Burch examined the Surgeon General’s methodology in a paper of 1982 and easily showed that they were vague, subjective and incompatible with the principle of falsification established by Sir Karl Popper. But this came far too late: epidemiology had decided to turn itself into a soft science with political aims, and that is what it had become.
Burch was a Popperian who aimed to falsify hypotheses not confirm them. At the close of the 1970s he considered that cigarettes could only possibly cause lung cancer as ‘precipitators’, acting at the end of the long process of carcinogenesis to precipitate malignancy. He also held that the only tenable dose-response relationship was linear. This meant that his tests of the Precipitator hypothesis, like those of Doll’s Promoter theory, used data on the entire population, not the sub-population of smokers.
In evaluating the Promoter hypothesis, he had started with the increase in the number of cigarettes smoked and arrived at a roughly twofold expected increase in lung cancer deaths. In assessing Precipitator, he calculated the number of cigarettes required to double the number of lung cancer deaths and compared the result with actual changes in smoking rates and death rates.
Smoking and lung cancer: tests of a causal hypothesis (1979) presents the calculation and compares it with actual data on changes in the smoking rate and changes in the lung cancer rate between the early 1950s and early 1960s, separately for men and women. The diagrams in this and the other Precipitator papers plot change against change, accelerometer reading against accelerometer reading and track the trend over time.
Smoking and mortality in England and Wales 1950 to 1976 applies the same mathematics and reasoning to death from all causes over a longer period of time. Smoking was supposed to be one of the main causes of death overall, so why not just study the death rate and sidestep the issue of misdiagnosis? Burch shows, more or less in passing, that the main reason for increasing lifespans over the twentieth century was the near elimination of tuberculosis.
Period and cohort trends for mortality and cigarette consumption in England and Wales, 1946 to 1980, with an emphasis on sex ratios (1987) applies the same procedure to 35 years worth of data, and instead of analysing male and female trends separately studies the ratio between them.
In each study, no clear pattern appears. Plots of smoking rates against death rates over time have the appearance of a drunken walk, and as for the rate of smoking required to double the death rate, there is no sign of it. At times, cigarettes would have to have had anti-carcinogenic properties to account for the facts.

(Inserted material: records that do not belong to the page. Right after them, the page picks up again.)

use chatbot_core::{
    update, Effect, ErrorKind, Msg, SessionState, DOTS_INTERVAL_MS, REQUEST_TIMEOUT_MS,
    REVEAL_INTERVAL_MS, SLOW_CONNECTION_AFTER_MS,
};

fn submit_question(state: SessionState, input: &str) -> (SessionState, Vec<Effect>) {
    let (state, _) = update(state, Msg::InputChanged(input.to_string()));
    update(state, Msg::Submitted)
}

fn respond(state: SessionState, request_id: u64, text: &str) -> (SessionState, Vec<Effect>) {
    update(
        state,
        Msg::ResponseArrived {
            request_id,
            result: Ok(text.to_string()),
        },
    )
}

fn tick(state: SessionState, now_ms: u64) -> (SessionState, Vec<Effect>) {
    update(state, Msg::Tick { now_ms })
}

#[test]
fn reveal_is_monotonic_and_terminates_exactly() {
    let full_text = "NICSP 1 presenta los estados financieros según lo acordado.";
    let total_chars = full_text.chars().count();

    let state = SessionState::new();
    let (state, _effects) = submit_question(state, "¿Qué es NICSP 1?");
    let (mut state, _effects) = respond(state, 1, full_text);

    // Drive the clock in uneven steps; revealed lengths must never shrink
    // and every intermediate text must be a prefix of the full reply.
    let mut revealed_chars = 0usize;
    let mut now = 0u64;
    while revealed_chars < total_chars {
        now += 7;
        let (next, _effects) = tick(state, now);
        state = next;

        let text = state.view().messages[1].text.clone();
        let chars = text.chars().count();
        assert!(chars >= revealed_chars, "reveal went backwards");
        assert!(full_text.starts_with(&text), "not a prefix: {text:?}");
        revealed_chars = chars;

        assert!(now < 60_000, "reveal never terminated");
    }

    assert_eq!(state.view().messages[1].text, full_text);

    // Further ticks change nothing once the reveal is done.
    let (state, _effects) = tick(state, now + 10_000);
    assert_eq!(state.view().messages[1].text, full_text);
}

#[test]
fn reveal_follows_the_tick_interval() {
    let state = SessionState::new();
    let (state, _effects) = submit_question(state, "hola");
    // Anchor the reveal at t=1000.
    let (state, _effects) = tick(state, 1_000);
    let (state, _effects) = respond(state, 1, "señal");

    let (state, _effects) = tick(state, 1_000 + 3 * REVEAL_INTERVAL_MS);
    assert_eq!(state.view().messages[1].text, "señ");

    let (state, _effects) = tick(state, 1_000 + 5 * REVEAL_INTERVAL_MS);
    assert_eq!(state.view().messages[1].text, "señal");
}

#[test]
fn dots_cycle_while_busy_and_reset_when_resolved() {
    let state = SessionState::new();
    let (state, _effects) = submit_question(state, "hola");
    assert_eq!(state.view().dots, 0);

    let (state, _effects) = tick(state, DOTS_INTERVAL_MS - 100);
    assert_eq!(state.view().dots, 0);

    let (state, _effects) = tick(state, DOTS_INTERVAL_MS);
    assert_eq!(state.view().dots, 1);

    let (state, _effects) = tick(state, 2 * DOTS_INTERVAL_MS);
    assert_eq!(state.view().dots, 2);

    // The counter is bounded: 0 → 1 → 2 → 0.
    let (state, _effects) = tick(state, 3 * DOTS_INTERVAL_MS);
    assert_eq!(state.view().dots, 0);

    let (state, _effects) = tick(state, 4 * DOTS_INTERVAL_MS);
    let (state, _effects) = respond(state, 1, "hola");
    assert_eq!(state.view().dots, 0);
    assert!(!state.view().busy);
}

#[test]
fn slow_connection_flag_sets_and_clears() {
    let state = SessionState::new();
    let (state, _effects) = submit_question(state, "hola");

    let (state, _effects) = tick(state, SLOW_CONNECTION_AFTER_MS - 1);
    assert!(!state.view().slow_connection);

    let (state, _effects) = tick(state, SLOW_CONNECTION_AFTER_MS);
    assert!(state.view().slow_connection);

    // Resolution clears the warning without waiting for another tick.
    let (state, _effects) = respond(state, 1, "hola");
    assert!(!state.view().slow_connection);
}

#[test]
fn timeout_appends_single_error_and_cancels_request() {
    let state = SessionState::new();
    let (state, _effects) = submit_question(state, "hola");

    let (state, effects) = tick(state, REQUEST_TIMEOUT_MS - 1);
    assert!(effects.is_empty());
    assert_eq!(state.view().messages.len(), 1);

    let (state, effects) = tick(state, REQUEST_TIMEOUT_MS);
    let view = state.view();
    assert_eq!(effects, vec![Effect::CancelRequest { request_id: 1 }]);
    assert_eq!(view.messages.len(), 2);
    assert_eq!(view.messages[1].text, ErrorKind::Timeout.user_text());
    assert!(!view.busy);
    assert!(!view.slow_connection);
    assert_eq!(view.dots, 0);

    // Exactly one timeout message, ever.
    let (state, effects) = tick(state, REQUEST_TIMEOUT_MS + 1_000);
    assert!(effects.is_empty());
    assert_eq!(state.view().messages.len(), 2);

    // A late reply from the abandoned request must not start a reveal.
    let (state, _effects) = respond(state, 1, "respuesta tardía");
    let (state, _effects) = tick(state, REQUEST_TIMEOUT_MS + 5_000);
    assert_eq!(state.view().messages.len(), 2);

    // The session is resubmittable after the timeout.
    let (state, effects) = submit_question(state, "otra");
    assert_eq!(effects.len(), 1);
    assert!(state.view().busy);
}

#[test]
fn clock_never_steps_backwards() {
    let state = SessionState::new();
    let (state, _effects) = submit_question(state, "hola");
    let (state, _effects) = tick(state, 2 * DOTS_INTERVAL_MS);
    assert_eq!(state.view().dots, 2);

    // A stale tick must not rewind the animation.
    let (state, _effects) = tick(state, DOTS_INTERVAL_MS);
    assert_eq!(state.view().dots, 2);
}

To quote the conclusions of the last paper:
Either the fatal consequences of smoking are fortuitously concealed by counter factors or few if any consequences exist to be hidden. In either eventuality, factors other than smoking had a large influence on mortality and hence doubt must arise as to whether “smoking is the largest preventable cause of death”… Anti-smoking evangelists, on the other hand, have converted a difficult scientific problem into a simple moral issue. I can only regret and deplore their current triumph.
Burch died in 1987 and the paper was published posthumously. That was his last word on the matter.